- [YOUR TASK]:
Match the word "listener". Return each line of the data below where it appears.
=-=-=
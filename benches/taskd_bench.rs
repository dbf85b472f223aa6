//! Criterion benchmarks for hot paths in taskd.
//!
//! Run with:
//!   cargo bench
//!
//! Covers:
//!   - Create-request body parsing (serde_json)
//!   - Task list serialization (the GET /tasks response body)
//!   - Description normalization

use criterion::{black_box, criterion_group, criterion_main, Criterion};
use serde_json::Value;
use taskd::storage::{normalize_description, Task};

// ─── Request parsing ─────────────────────────────────────────────────────────

static CREATE_BODY: &str = r#"{ "description": "  Ship the quarterly report and archive the drafts  " }"#;

fn bench_request_parse(c: &mut Criterion) {
    c.bench_function("create_body_parse", |b| {
        b.iter(|| {
            let v: Value = serde_json::from_str(black_box(CREATE_BODY)).unwrap();
            black_box(v);
        });
    });
}

// ─── Response serialization ──────────────────────────────────────────────────

fn sample_task(i: usize) -> Task {
    Task {
        id: format!("0b6a0cf1-1d9e-4f39-9aa9-1b9e3f3a{i:04x}"),
        description: format!("task number {i} with a realistic amount of text"),
        created_at: "2025-11-07T09:14:32.123456789+00:00".to_string(),
    }
}

fn bench_task_serialize(c: &mut Criterion) {
    c.bench_function("task_serialize_single", |b| {
        let task = sample_task(0);
        b.iter(|| {
            let s = serde_json::to_string(black_box(&task)).unwrap();
            black_box(s);
        });
    });

    c.bench_function("task_serialize_list_100", |b| {
        let tasks: Vec<Task> = (0..100).map(sample_task).collect();
        b.iter(|| {
            let s = serde_json::to_string(black_box(&tasks)).unwrap();
            black_box(s);
        });
    });
}

// ─── Description normalization ───────────────────────────────────────────────
//
// Runs on every create, including rejected ones.

fn bench_normalize(c: &mut Criterion) {
    let padded = format!("{}buy milk{}", " ".repeat(64), " ".repeat(64));

    c.bench_function("normalize_description_padded", |b| {
        b.iter(|| {
            let out = normalize_description(black_box(padded.as_str())).unwrap();
            black_box(out);
        });
    });

    c.bench_function("normalize_description_clean", |b| {
        b.iter(|| {
            let out = normalize_description(black_box("buy milk")).unwrap();
            black_box(out);
        });
    });
}

criterion_group!(
    benches,
    bench_request_parse,
    bench_task_serialize,
    bench_normalize
);
criterion_main!(benches);
use axum::http::StatusCode;
use axum::Json;
use serde_json::{json, Value};
use thiserror::Error;
use tracing::error;

/// Domain errors for task operations. Every variant maps to exactly one HTTP
/// status and one stable machine-readable code on the wire.
#[derive(Debug, Error)]
pub enum TaskError {
    /// Request payload failed validation (missing or empty description).
    #[error("{0}")]
    Validation(String),

    /// No task with the given id exists.
    #[error("no task with id {0}")]
    NotFound(String),

    /// The backing store failed mid-operation.
    #[error(transparent)]
    Store(#[from] sqlx::Error),

    /// The store was never connected (no URL configured, or the startup
    /// connect failed).
    #[error("store is not connected")]
    StoreUnavailable,

    /// No route matched the request path.
    #[error("no route matches {0}")]
    RouteNotFound(String),
}

impl TaskError {
    pub fn status(&self) -> StatusCode {
        match self {
            TaskError::Validation(_) => StatusCode::BAD_REQUEST,
            TaskError::NotFound(_) | TaskError::RouteNotFound(_) => StatusCode::NOT_FOUND,
            TaskError::Store(_) | TaskError::StoreUnavailable => {
                StatusCode::INTERNAL_SERVER_ERROR
            }
        }
    }

    /// Stable code carried in the `error` field of every error body.
    pub fn code(&self) -> &'static str {
        match self {
            TaskError::Validation(_) => "validation_error",
            TaskError::NotFound(_) => "not_found",
            TaskError::Store(_) | TaskError::StoreUnavailable => "store_error",
            TaskError::RouteNotFound(_) => "route_not_found",
        }
    }

    /// Convert into the `(status, body)` pair handlers return.
    ///
    /// Store failures are logged here with full detail; the response body
    /// stays generic unless `debug_errors` is set. Client errors (400/404)
    /// always carry their message since it describes the caller's mistake,
    /// not our internals.
    pub fn into_http(self, debug_errors: bool) -> (StatusCode, Json<Value>) {
        let status = self.status();
        let code = self.code();
        let body = match &self {
            TaskError::Store(_) | TaskError::StoreUnavailable => {
                error!(err = %self, "store operation failed");
                if debug_errors {
                    json!({ "error": code, "message": self.to_string() })
                } else {
                    json!({ "error": code, "message": "internal server error" })
                }
            }
            _ => json!({ "error": code, "message": self.to_string() }),
        };
        (status, Json(body))
    }
}
// rest/mod.rs: HTTP API server.
//
// Axum router over the task store.
//
// Endpoints:
//   GET    /tasks
//   POST   /tasks
//   DELETE /tasks/{id}
//   GET    /health

pub mod routes;

use anyhow::Result;
use axum::{
    http::{StatusCode, Uri},
    routing::{delete, get},
    Json, Router,
};
use serde_json::Value;
use std::future::Future;
use std::net::SocketAddr;
use std::sync::Arc;
use tower_http::cors::CorsLayer;
use tracing::info;

use crate::error::TaskError;
use crate::AppContext;

/// Bind the listener and serve until `shutdown` resolves. In-flight requests
/// drain before this returns.
pub async fn start_rest_server(
    ctx: Arc<AppContext>,
    shutdown: impl Future<Output = ()> + Send + 'static,
) -> Result<()> {
    let bind = format!("{}:{}", ctx.config.bind_address, ctx.config.port);
    let addr: SocketAddr = bind.parse()?;

    let router = build_router(ctx);

    info!("listening on http://{}", addr);
    let listener = tokio::net::TcpListener::bind(addr).await?;
    axum::serve(listener, router)
        .with_graceful_shutdown(shutdown)
        .await?;
    Ok(())
}

pub fn build_router(ctx: Arc<AppContext>) -> Router {
    Router::new()
        .route(
            "/tasks",
            get(routes::tasks::list_tasks).post(routes::tasks::create_task),
        )
        .route("/tasks/{id}", delete(routes::tasks::delete_task))
        .route("/health", get(routes::health::health))
        .fallback(route_not_found)
        .layer(CorsLayer::permissive())
        .with_state(ctx)
}

/// Unmatched paths get the structured error body instead of axum's bare 404.
async fn route_not_found(uri: Uri) -> (StatusCode, Json<Value>) {
    TaskError::RouteNotFound(uri.path().to_string()).into_http(false)
}
pub mod memory;

pub use memory::MemoryTaskStore;

use async_trait::async_trait;
use chrono::Utc;
use sqlx::{sqlite::SqliteConnectOptions, ConnectOptions, SqlitePool};
use std::str::FromStr;
use uuid::Uuid;

use crate::error::TaskError;

/// A single to-do item, as persisted and as serialized on the wire.
///
/// Column names are snake_case in SQLite; the wire shape is camelCase.
#[derive(Debug, Clone, PartialEq, serde::Serialize, sqlx::FromRow)]
#[serde(rename_all = "camelCase")]
pub struct Task {
    pub id: String,
    pub description: String,
    pub created_at: String,
}

/// Persistence operations behind the task endpoints.
///
/// Object-safe so the router runs against SQLite in production and the
/// in-memory store in handler tests.
#[async_trait]
pub trait TaskStore: Send + Sync {
    /// All tasks, newest first.
    async fn list_tasks(&self) -> Result<Vec<Task>, TaskError>;

    /// Validate and persist a new task, returning the stored record.
    /// The description is trimmed before the empty check and before storage.
    async fn create_task(&self, description: &str) -> Result<Task, TaskError>;

    /// Delete by id. `Ok(false)` means no such task existed.
    async fn delete_task(&self, id: &str) -> Result<bool, TaskError>;

    /// Cheap connectivity probe for the health endpoint.
    async fn ping(&self) -> Result<(), TaskError>;

    /// Release the underlying connection. Called once on shutdown.
    async fn close(&self);
}

/// Trim a raw description and reject it if nothing remains.
pub fn normalize_description(raw: &str) -> Result<String, TaskError> {
    let trimmed = raw.trim();
    if trimmed.is_empty() {
        return Err(TaskError::Validation(
            "description must not be empty".to_string(),
        ));
    }
    Ok(trimmed.to_string())
}

// ─── SQLite store ─────────────────────────────────────────────────────────────

#[derive(Clone)]
pub struct SqliteTaskStore {
    pool: SqlitePool,
}

impl SqliteTaskStore {
    /// Connect to `db_url` (e.g. `sqlite://tasks.db?mode=rwc`) and run
    /// migrations.
    pub async fn connect(db_url: &str) -> Result<Self, TaskError> {
        Self::connect_with_slow_query(db_url, 0).await
    }

    /// Connect with slow-query logging enabled.
    ///
    /// `slow_query_ms` is the threshold in milliseconds; queries exceeding it
    /// are logged at WARN level. Set to 0 to disable slow-query logging.
    pub async fn connect_with_slow_query(
        db_url: &str,
        slow_query_ms: u64,
    ) -> Result<Self, TaskError> {
        let mut opts = SqliteConnectOptions::from_str(db_url)?
            .journal_mode(sqlx::sqlite::SqliteJournalMode::Wal)
            .synchronous(sqlx::sqlite::SqliteSynchronous::Normal)
            .create_if_missing(true);

        if slow_query_ms > 0 {
            opts = opts.log_slow_statements(
                log::LevelFilter::Warn,
                std::time::Duration::from_millis(slow_query_ms),
            );
        }

        let pool = SqlitePool::connect_with(opts).await?;
        sqlx::migrate!("src/storage/migrations")
            .run(&pool)
            .await
            .map_err(sqlx::Error::from)?;
        Ok(Self { pool })
    }
}

#[async_trait]
impl TaskStore for SqliteTaskStore {
    async fn list_tasks(&self) -> Result<Vec<Task>, TaskError> {
        // id breaks ties between tasks created within the same timestamp.
        Ok(sqlx::query_as(
            "SELECT id, description, created_at FROM tasks ORDER BY created_at DESC, id DESC",
        )
        .fetch_all(&self.pool)
        .await?)
    }

    async fn create_task(&self, description: &str) -> Result<Task, TaskError> {
        let description = normalize_description(description)?;
        let task = Task {
            id: Uuid::new_v4().to_string(),
            description,
            created_at: Utc::now().to_rfc3339(),
        };
        // Single round-trip: the returned record is the one whose values were
        // bound into the INSERT.
        sqlx::query("INSERT INTO tasks (id, description, created_at) VALUES (?, ?, ?)")
            .bind(&task.id)
            .bind(&task.description)
            .bind(&task.created_at)
            .execute(&self.pool)
            .await?;
        Ok(task)
    }

    async fn delete_task(&self, id: &str) -> Result<bool, TaskError> {
        let result = sqlx::query("DELETE FROM tasks WHERE id = ?")
            .bind(id)
            .execute(&self.pool)
            .await?;
        Ok(result.rows_affected() > 0)
    }

    async fn ping(&self) -> Result<(), TaskError> {
        sqlx::query("SELECT 1").execute(&self.pool).await?;
        Ok(())
    }

    async fn close(&self) {
        self.pool.close().await;
    }
}

// ─── Disconnected store ───────────────────────────────────────────────────────

/// Stand-in store installed when no database URL is configured or the startup
/// connect failed. Every operation reports the store as unavailable; the
/// process keeps serving so /health can surface the state.
pub struct DisconnectedStore;

#[async_trait]
impl TaskStore for DisconnectedStore {
    async fn list_tasks(&self) -> Result<Vec<Task>, TaskError> {
        Err(TaskError::StoreUnavailable)
    }

    async fn create_task(&self, description: &str) -> Result<Task, TaskError> {
        // A bad payload is still the caller's error, connected or not.
        normalize_description(description)?;
        Err(TaskError::StoreUnavailable)
    }

    async fn delete_task(&self, _id: &str) -> Result<bool, TaskError> {
        Err(TaskError::StoreUnavailable)
    }

    async fn ping(&self) -> Result<(), TaskError> {
        Err(TaskError::StoreUnavailable)
    }

    async fn close(&self) {}
}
=-=-=
- [SOLUTION TO THIS PROBLEM]:
/// Bind the listener and serve until `shutdown` resolves. In-flight requests
    let listener = tokio::net::TcpListener::bind(addr).await?;
    axum::serve(listener, router)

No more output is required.